# Work instruction
From the data, return each line holding the word "output".

-------- Record excerpts

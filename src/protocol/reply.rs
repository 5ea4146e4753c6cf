/// Textual answer to one request: a status line, optionally followed by raw
/// bytes for inline downloads.
#[derive(Clone, Debug, PartialEq, Eq)]
pub enum Reply {
    Ok(Option<String>),
    OkWithBody { summary: String, body: Vec<u8> },
    Err(String),
}

impl Reply {
    pub fn ok() -> Self {
        Self::Ok(None)
    }

    pub fn ok_with(detail: impl Into<String>) -> Self {
        Self::Ok(Some(detail.into()))
    }

    pub fn err(reason: impl Into<String>) -> Self {
        Self::Err(reason.into())
    }

    pub fn is_ok(&self) -> bool {
        !matches!(self, Self::Err(_))
    }

    pub fn status_line(&self) -> String {
        match self {
            Self::Ok(None) => "OK\n".to_owned(),
            Self::Ok(Some(detail)) if detail.is_empty() => "OK\n".to_owned(),
            Self::Ok(Some(detail)) => format!("OK {detail}\n"),
            Self::OkWithBody { summary, .. } => format!("OK {summary}\n"),
            Self::Err(reason) => format!("ERR {reason}\n"),
        }
    }

    pub fn body(&self) -> Option<&[u8]> {
        match self {
            Self::OkWithBody { body, .. } => Some(body),
            _ => None,
        }
    }
}

#[cfg(test)]
mod tests {
    use super::Reply;

    #[test]
    fn status_lines_are_newline_terminated() {
        assert_eq!(Reply::ok().status_line(), "OK\n");
        assert_eq!(Reply::ok_with("").status_line(), "OK\n");
        assert_eq!(Reply::ok_with("a.txt b.txt").status_line(), "OK a.txt b.txt\n");
        assert_eq!(Reply::err("not found").status_line(), "ERR not found\n");
    }

    #[test]
    fn only_inline_downloads_carry_a_body() {
        let reply = Reply::OkWithBody {
            summary: "3".to_owned(),
            body: b"abc".to_vec(),
        };
        assert_eq!(reply.status_line(), "OK 3\n");
        assert_eq!(reply.body(), Some(&b"abc"[..]));
        assert!(reply.is_ok());
        assert_eq!(Reply::ok().body(), None);
        assert!(!Reply::err("x").is_ok());
    }
}
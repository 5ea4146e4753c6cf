use std::fmt;
use std::path::PathBuf;

use super::StorageError;

const MAX_NAME_BYTES: usize = 255;

pub(crate) fn expand_home_path(raw_path: &str) -> Result<PathBuf, StorageError> {
    if let Some(suffix) = raw_path.strip_prefix("~/") {
        let home = std::env::var("HOME").map_err(|_| StorageError::HomeDirectoryUnavailable)?;
        return Ok(PathBuf::from(home).join(suffix));
    }

    if raw_path == "$HOME" || raw_path.starts_with("$HOME/") {
        let home = std::env::var("HOME").map_err(|_| StorageError::HomeDirectoryUnavailable)?;
        let suffix = raw_path.strip_prefix("$HOME").unwrap_or_default();
        return Ok(PathBuf::from(format!("{home}{suffix}")));
    }

    Ok(PathBuf::from(raw_path))
}

/// Expands `raw_path` and anchors it at the working directory, dropping `.`
/// components. Symlinks are not resolved.
pub(crate) fn absolute_path(raw_path: &str) -> Result<PathBuf, StorageError> {
    let expanded = expand_home_path(raw_path)?;
    std::path::absolute(&expanded)
        .map_err(|source| StorageError::io("resolve absolute path", expanded, source))
}

#[derive(Debug, PartialEq, Eq)]
pub struct InvalidName {
    pub field: &'static str,
    pub value: String,
    pub reason: &'static str,
}

impl fmt::Display for InvalidName {
    fn fmt(&self, f: &mut fmt::Formatter<'_>) -> fmt::Result {
        write!(f, "invalid {} '{}': {}", self.field, self.value, self.reason)
    }
}

impl std::error::Error for InvalidName {}

/// Usernames and filenames become single path components under the storage
/// root. Leading dots are reserved for in-progress uploads.
pub fn validate_name(field: &'static str, value: &str) -> Result<(), InvalidName> {
    let reject = |reason| {
        Err(InvalidName {
            field,
            value: value.to_owned(),
            reason,
        })
    };

    if value.is_empty() {
        return reject("must not be empty");
    }
    if value.len() > MAX_NAME_BYTES {
        return reject("longer than 255 bytes");
    }
    if value.starts_with('.') {
        return reject("must not start with '.'");
    }
    if value
        .chars()
        .any(|c| c == '/' || c == '\\' || c == '\0' || c.is_control())
    {
        return reject("contains a path separator or control character");
    }

    Ok(())
}
impl FileStore {
    pub fn open(
        root: impl Into<PathBuf>,
        download_dir: impl Into<PathBuf>,
        delivery: DownloadDelivery,
        codec: Box<dyn ContentCodec>,
    ) -> Result<Self, StorageError> {
        let root = root.into();
        let download_dir = download_dir.into();
        for dir in [&root, &download_dir] {
            fs::create_dir_all(dir).map_err(|source| StorageError::CreateDir {
                path: dir.clone(),
                source,
            })?;
        }

        Ok(Self {
            root,
            download_dir,
            delivery,
            large_upload_bytes: DEFAULT_LARGE_UPLOAD_BYTES,
            download_ttl: DEFAULT_DOWNLOAD_TTL,
            codec,
            user_locks: Mutex::new(HashMap::new()),
        })
    }

    /// Uploads above `bytes` need a HIGH priority account; `0` lifts the limit.
    pub fn with_large_upload_limit(mut self, bytes: u64) -> Self {
        self.large_upload_bytes = bytes;
        self
    }

    pub fn with_download_ttl(mut self, ttl: Duration) -> Self {
        self.download_ttl = ttl;
        self
    }

    pub fn from_app_config(app_config: &AppConfig, logger: &Logger) -> Result<Self, StorageError> {
        let storage = &app_config.storage;
        let delivery = DownloadDelivery::parse(&storage.download_delivery).ok_or_else(|| {
            StorageError::InvalidDownloadDelivery {
                value: storage.download_delivery.clone(),
            }
        })?;
        let codec = XorCodec::new(storage.codec_key.as_bytes())
            .map_err(StorageError::InvalidCodecKey)?;
        let root = expand_home_path(&storage.root)?;
        let download_dir = expand_home_path(&storage.download_dir)?;

        let store = Self::open(&root, &download_dir, delivery, Box::new(codec))?
            .with_large_upload_limit(storage.large_upload_bytes)
            .with_download_ttl(Duration::from_secs(storage.download_ttl_secs));
        logger.log(
            LogLevel::Info,
            Some("storage::files"),
            "File store initialized",
            Some(json!({
                "root": root.display().to_string(),
                "download_dir": download_dir.display().to_string(),
                "download_delivery": delivery.as_str(),
                "download_ttl_secs": storage.download_ttl_secs,
                "large_upload_bytes": storage.large_upload_bytes,
                "codec": store.codec.name(),
            })),
        );
        Ok(store)
    }

    /// HIGH priority accounts get the bytes inline; everyone else, and
    /// requests without an account, get the configured mode.
    pub fn delivery_for(&self, priority: Option<Priority>) -> DownloadDelivery {
        match priority {
            Some(Priority::High) => DownloadDelivery::Inline,
            _ => self.delivery,
        }
    }

    /// Rejects uploads over the large-upload limit from accounts below HIGH.
    pub fn admit_upload(
        &self,
        username: &str,
        size: u64,
        priority: Priority,
    ) -> Result<(), StorageError> {
        if self.large_upload_bytes > 0 && size > self.large_upload_bytes && priority < Priority::High {
            return Err(StorageError::UploadNeedsHighPriority {
                username: username.to_owned(),
                size,
                limit: self.large_upload_bytes,
            });
        }
        Ok(())
    }

    pub fn user_dir(&self, username: &str) -> PathBuf {
        self.root.join(username)
    }

    pub fn ensure_user_dir(&self, username: &str) -> Result<(), StorageError> {
        let dir = self.user_dir(username);
        fs::create_dir_all(&dir).map_err(|source| StorageError::CreateDir { path: dir, source })
    }

    /// Streams exactly `size` bytes from `source` into
    /// `<root>/<username>/<filename>`, replacing any previous content.
    pub fn upload(
        &self,
        username: &str,
        filename: &str,
        size: u64,
        source: &Path,
        quota_bytes: Option<u64>,
    ) -> Result<u64, StorageError> {
        self.ensure_user_dir(username)?;

        let mut input = File::open(source).map_err(|error| StorageError::SourceUnavailable {
            path: source.to_path_buf(),
            source: error,
        })?;
        let temp_path = self
            .user_dir(username)
            .join(format!("{UPLOAD_TEMP_PREFIX}{}", Uuid::new_v4()));
        let mut guard = TempFileGuard::new(temp_path.clone());
        let mut output = File::create(&temp_path)
            .map_err(|error| StorageError::io("create upload temp file", &temp_path, error))?;

        let written = self.encode_stream(&mut input, &mut output, size, source, &temp_path)?;
        output
            .sync_all()
            .map_err(|error| StorageError::io("flush upload", &temp_path, error))?;
        drop(output);

        self.with_user(username, || {
            let target = self.user_dir(username).join(filename);
            if let Some(quota_bytes) = quota_bytes {
                let replaced = file_len(&target)?;
                let required_bytes = self.usage_locked(username)?.saturating_sub(replaced) + written;
                if required_bytes > quota_bytes {
                    return Err(StorageError::QuotaExceeded {
                        username: username.to_owned(),
                        quota_bytes,
                        required_bytes,
                    });
                }
            }

            fs::rename(&temp_path, &target)
                .map_err(|error| StorageError::io("publish upload", &target, error))?;
            guard.disarm();
            Ok(written)
        })
    }

    fn encode_stream(
        &self,
        input: &mut File,
        output: &mut File,
        size: u64,
        source: &Path,
        temp_path: &Path,
    ) -> Result<u64, StorageError> {
        let mut limited = input.take(size);
        let mut buffer = vec![0_u8; CHUNK_SIZE];
        let mut offset = 0_u64;

        loop {
            let read = match limited.read(&mut buffer) {
                Ok(0) => break,
                Ok(read) => read,
                Err(error) if error.kind() == io::ErrorKind::Interrupted => continue,
                Err(error) => {
                    return Err(StorageError::SourceUnavailable {
                        path: source.to_path_buf(),
                        source: error,
                    });
                }
            };
            let chunk = &mut buffer[..read];
            self.codec.encode_in_place(offset, chunk);
            output
                .write_all(chunk)
                .map_err(|error| StorageError::io("write upload", temp_path, error))?;
            offset += read as u64;
        }

        if offset < size {
            return Err(StorageError::ShortSource {
                path: source.to_path_buf(),
                expected: size,
                actual: offset,
            });
        }
        Ok(offset)
    }

    /// Sorted filenames of `username`; a user without a directory has none.
    pub fn list(&self, username: &str) -> Result<Vec<String>, StorageError> {
        self.with_user(username, || self.list_locked(username))
    }

    fn list_locked(&self, username: &str) -> Result<Vec<String>, StorageError> {
        let dir = self.user_dir(username);
        let entries = match fs::read_dir(&dir) {
            Ok(entries) => entries,
            Err(error) if error.kind() == io::ErrorKind::NotFound => return Ok(Vec::new()),
            Err(error) => return Err(StorageError::io("list directory", dir, error)),
        };

        let mut names = Vec::new();
        for entry in entries {
            let entry = entry.map_err(|error| StorageError::io("list directory", &dir, error))?;
            let is_file = entry
                .file_type()
                .map_err(|error| StorageError::io("inspect entry", entry.path(), error))?
                .is_file();
            let name = entry.file_name().to_string_lossy().into_owned();
            if is_file && !name.starts_with('.') {
                names.push(name);
            }
        }
        names.sort();
        Ok(names)
    }

    pub fn read_decoded(&self, username: &str, filename: &str) -> Result<Vec<u8>, StorageError> {
        let path = self.user_dir(username).join(filename);
        let mut content = self.with_user(username, || {
            fs::read(&path).map_err(|error| {
                not_found_or(error, username, filename, |error| {
                    StorageError::io("read stored file", &path, error)
                })
            })
        })?;
        self.codec.decode_in_place(0, &mut content);
        Ok(content)
    }

    /// Decodes a stored file and hands it out as `delivery` asks. Exporting a
    /// copy also sweeps exports older than the download TTL.
    pub fn download(
        &self,
        username: &str,
        filename: &str,
        delivery: DownloadDelivery,
    ) -> Result<Download, StorageError> {
        let content = self.read_decoded(username, filename)?;
        match delivery {
            DownloadDelivery::Inline => Ok(Download::Inline(content)),
            DownloadDelivery::Path => {
                // Best effort; a failed sweep must not fail the download.
                let _ = self.sweep_exports(self.download_ttl);
                let path = self.download_dir.join(format!(
                    "{username}_{filename}_{}{EXPORT_SUFFIX}",
                    Uuid::new_v4()
                ));
                fs::write(&path, &content)
                    .map_err(|error| StorageError::io("write decoded copy", &path, error))?;
                Ok(Download::Exported {
                    path,
                    bytes: content.len() as u64,
                })
            }
        }
    }

    /// Removes exported copies at least `max_age` old and returns how many
    /// were removed. `Duration::ZERO` removes all of them.
    pub fn sweep_exports(&self, max_age: Duration) -> Result<usize, StorageError> {
        let entries = fs::read_dir(&self.download_dir)
            .map_err(|error| StorageError::io("list download directory", &self.download_dir, error))?;

        let mut removed = 0;
        for entry in entries {
            let entry = entry.map_err(|error| {
                StorageError::io("list download directory", &self.download_dir, error)
            })?;
            if !entry.file_name().to_string_lossy().ends_with(EXPORT_SUFFIX) {
                continue;
            }
            let metadata = entry
                .metadata()
                .map_err(|error| StorageError::io("stat decoded copy", entry.path(), error))?;
            let age = metadata
                .modified()
                .ok()
                .and_then(|modified| modified.elapsed().ok())
                .unwrap_or_default();
            if metadata.is_file() && age >= max_age {
                match fs::remove_file(entry.path()) {
                    Ok(()) => removed += 1,
                    Err(error) if error.kind() == io::ErrorKind::NotFound => {}
                    Err(error) => {
                        return Err(StorageError::io("remove decoded copy", entry.path(), error));
                    }
                }
            }
        }
        Ok(removed)
    }

    pub fn delete(&self, username: &str, filename: &str) -> Result<(), StorageError> {
        let path = self.user_dir(username).join(filename);
        self.with_user(username, || {
            if !path.is_file() {
                return Err(StorageError::NotFound {
                    username: username.to_owned(),
                    filename: filename.to_owned(),
                });
            }
            fs::remove_file(&path).map_err(|error| {
                not_found_or(error, username, filename, |error| {
                    StorageError::io("delete stored file", &path, error)
                })
            })
        })
    }

    #[cfg(test)]
    pub fn usage_bytes(&self, username: &str) -> Result<u64, StorageError> {
        self.with_user(username, || self.usage_locked(username))
    }

    fn usage_locked(&self, username: &str) -> Result<u64, StorageError> {
        let dir = self.user_dir(username);
        let entries = match fs::read_dir(&dir) {
            Ok(entries) => entries,
            Err(error) if error.kind() == io::ErrorKind::NotFound => return Ok(0),
            Err(error) => return Err(StorageError::io("measure directory", dir, error)),
        };

        let mut total = 0;
        for entry in entries {
            let entry = entry.map_err(|error| StorageError::io("measure directory", &dir, error))?;
            let metadata = entry
                .metadata()
                .map_err(|error| StorageError::io("stat stored file", entry.path(), error))?;
            if metadata.is_file() && !entry.file_name().to_string_lossy().starts_with('.') {
                total += metadata.len();
            }
        }
        Ok(total)
    }

    fn with_user<R>(&self, username: &str, operation: impl FnOnce() -> R) -> R {
        let lock = {
            let mut locks = self.user_locks.lock().expect("user lock table poisoned");
            Arc::clone(locks.entry(username.to_owned()).or_default())
        };
        let result = {
            let _guard = lock.lock().expect("user directory lock poisoned");
            operation()
        };

        // Clones are only taken under the table lock, so a count of two (the
        // table's and ours) means nobody else holds or waits for this entry.
        let mut locks = self.user_locks.lock().expect("user lock table poisoned");
        if Arc::strong_count(&lock) == 2 {
            locks.remove(username);
        }
        result
    }

    #[cfg(test)]
    fn tracked_user_locks(&self) -> usize {
        self.user_locks.lock().expect("user lock table poisoned").len()
    }
}
use std::process::Command;

fn main() {
    println!("cargo:rerun-if-changed=build.rs");

    let build_date = Command::new("date")
        .args(["-u", "+%Y-%m-%dT%H:%M:%SZ"])
        .output()
        .ok()
        .filter(|output| output.status.success())
        .and_then(|output| String::from_utf8(output.stdout).ok())
        .map(|value| value.trim().to_owned())
        .filter(|value| !value.is_empty())
        .unwrap_or_else(|| "unknown".to_owned());

    println!("cargo:rustc-env=VAULTLINE_BUILD_DATE_UTC={build_date}");
}
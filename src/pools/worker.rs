use std::panic::{AssertUnwindSafe, catch_unwind};
use std::sync::Arc;

use serde_json::json;

use crate::accounts::{AccountError, AccountStore};
use crate::logging::{LogLevel, Logger};
use crate::protocol::Reply;
use crate::queues::{Dequeued, TaskQueue};
use crate::server::{ConnectionRegistry, DeliveryOutcome};
use crate::storage::{Download, FileStore, StorageError};
use crate::tasks::{Command, Task};
use crate::utils::timing::measure_execution;

use super::{PoolError, ThreadGroup};

const LOG_CONTEXT: &str = "pools::worker";

pub struct WorkerContext {
    pub task_queue: Arc<TaskQueue>,
    pub registry: Arc<ConnectionRegistry>,
    pub accounts: Arc<AccountStore>,
    pub files: Arc<FileStore>,
    pub logger: Arc<Logger>,
}

pub fn start(threads: usize, context: Arc<WorkerContext>) -> Result<ThreadGroup, PoolError> {
    let mut group = ThreadGroup::new("worker");
    for _ in 0..threads {
        let context = Arc::clone(&context);
        group.spawn(move || run(&context))?;
    }
    Ok(group)
}

fn run(context: &WorkerContext) {
    while let Dequeued::Item(task) = context.task_queue.pop() {
        let reply = run_guarded(&context.logger, &task, || {
            execute(&task.command, &context.accounts, &context.files, &context.logger)
        });
        deliver(context, &task, &reply);
    }
    context
        .logger
        .debug(Some(LOG_CONTEXT), "Task queue closed and drained");
}

/// Runs one task under the execution timer; a panic becomes an error reply
/// instead of taking the worker thread down.
fn run_guarded<F>(logger: &Logger, task: &Task, handler: F) -> Reply
where
    F: FnOnce() -> Reply,
{
    let task_name = format!("{} #{}", task.kind(), task.arrival_seq);
    let outcome = catch_unwind(AssertUnwindSafe(|| {
        measure_execution(&task_name, Some(LOG_CONTEXT), logger, handler)
    }));
    outcome.unwrap_or_else(|_| {
        logger.log(
            LogLevel::Error,
            Some(LOG_CONTEXT),
            "Task handler panicked",
            Some(json!({
                "kind": task.kind().verb(),
                "connection_id": task.connection_id,
                "arrival_seq": task.arrival_seq,
            })),
        );
        Reply::err("internal error")
    })
}

fn deliver(context: &WorkerContext, task: &Task, reply: &Reply) {
    let outcome = context.registry.respond(task.connection_id, reply);
    let payload = json!({
        "kind": task.kind().verb(),
        "priority": task.priority.as_str(),
        "connection_id": task.connection_id,
        "arrival_seq": task.arrival_seq,
        "ok": reply.is_ok(),
    });
    match outcome {
        DeliveryOutcome::Delivered => context.logger.log(
            LogLevel::Debug,
            Some(LOG_CONTEXT),
            "Reply delivered",
            Some(payload),
        ),
        DeliveryOutcome::ConnectionGone => context.logger.log(
            LogLevel::Debug,
            Some(LOG_CONTEXT),
            "Connection closed before reply; discarded",
            Some(payload),
        ),
        DeliveryOutcome::WriteFailed(error) => context.logger.log(
            LogLevel::Warn,
            Some(LOG_CONTEXT),
            &format!("Reply write failed: {error}"),
            Some(payload),
        ),
    }
}

/// Executes `command` against the stores and renders the reply.
pub fn execute(
    command: &Command,
    accounts: &AccountStore,
    files: &FileStore,
    logger: &Logger,
) -> Reply {
    match command {
        Command::Signup {
            username,
            password,
            priority,
        } => match accounts.signup(username, password, *priority) {
            Ok(_) => {
                if let Err(error) = files.ensure_user_dir(username) {
                    logger.warn(
                        Some(LOG_CONTEXT),
                        &format!("signed up '{username}' without a directory: {error}"),
                    );
                }
                Reply::ok()
            }
            Err(error) => Reply::err(error.reply_reason()),
        },
        Command::Login { username, password } => match accounts.login(username, password) {
            Ok(()) => Reply::ok(),
            Err(error) => Reply::err(error.reply_reason()),
        },
        Command::Upload {
            username,
            filename,
            size,
            source,
        } => {
            let Some(user) = accounts.get(username) else {
                let error = AccountError::UnknownUser {
                    username: username.clone(),
                };
                return Reply::err(error.reply_reason());
            };
            let uploaded = files
                .admit_upload(username, *size, user.priority)
                .and_then(|()| {
                    files.upload(username, filename, *size, source, Some(user.quota_bytes))
                });
            match uploaded {
                Ok(written) => Reply::ok_with(written.to_string()),
                Err(error) => storage_failure(logger, &error),
            }
        }
        // Without an account there is nothing to list; the directory is
        // never touched, whatever sits under that name.
        Command::List { username } if !accounts.exists(username) => Reply::ok_with(""),
        Command::List { username } => match files.list(username) {
            Ok(names) => Reply::ok_with(names.join(" ")),
            Err(error) => storage_failure(logger, &error),
        },
        Command::Download { username, filename } | Command::Delete { username, filename }
            if !accounts.exists(username) =>
        {
            Reply::err(
                StorageError::NotFound {
                    username: username.clone(),
                    filename: filename.clone(),
                }
                .reply_reason(),
            )
        }
        Command::Download { username, filename } => {
            let delivery = files.delivery_for(accounts.priority_of(username));
            match files.download(username, filename, delivery) {
                Ok(Download::Exported { path, .. }) => Reply::ok_with(path.display().to_string()),
                Ok(Download::Inline(body)) => Reply::OkWithBody {
                    summary: body.len().to_string(),
                    body,
                },
                Err(error) => storage_failure(logger, &error),
            }
        }
        Command::Delete { username, filename } => match files.delete(username, filename) {
            Ok(()) => Reply::ok(),
            Err(error) => storage_failure(logger, &error),
        },
    }
}

fn storage_failure(logger: &Logger, error: &StorageError) -> Reply {
    if matches!(error, StorageError::Io { .. }) {
        logger.error(Some(LOG_CONTEXT), &error.to_string());
    }
    Reply::err(error.reply_reason())
}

----------------

# Written answer
        let mut output = File::create(&temp_path)
        let written = self.encode_stream(&mut input, &mut output, size, source, &temp_path)?;
        output
        drop(output);
        output: &mut File,
            output
        .output()
        .filter(|output| output.status.success())
        .and_then(|output| String::from_utf8(output.stdout).ok())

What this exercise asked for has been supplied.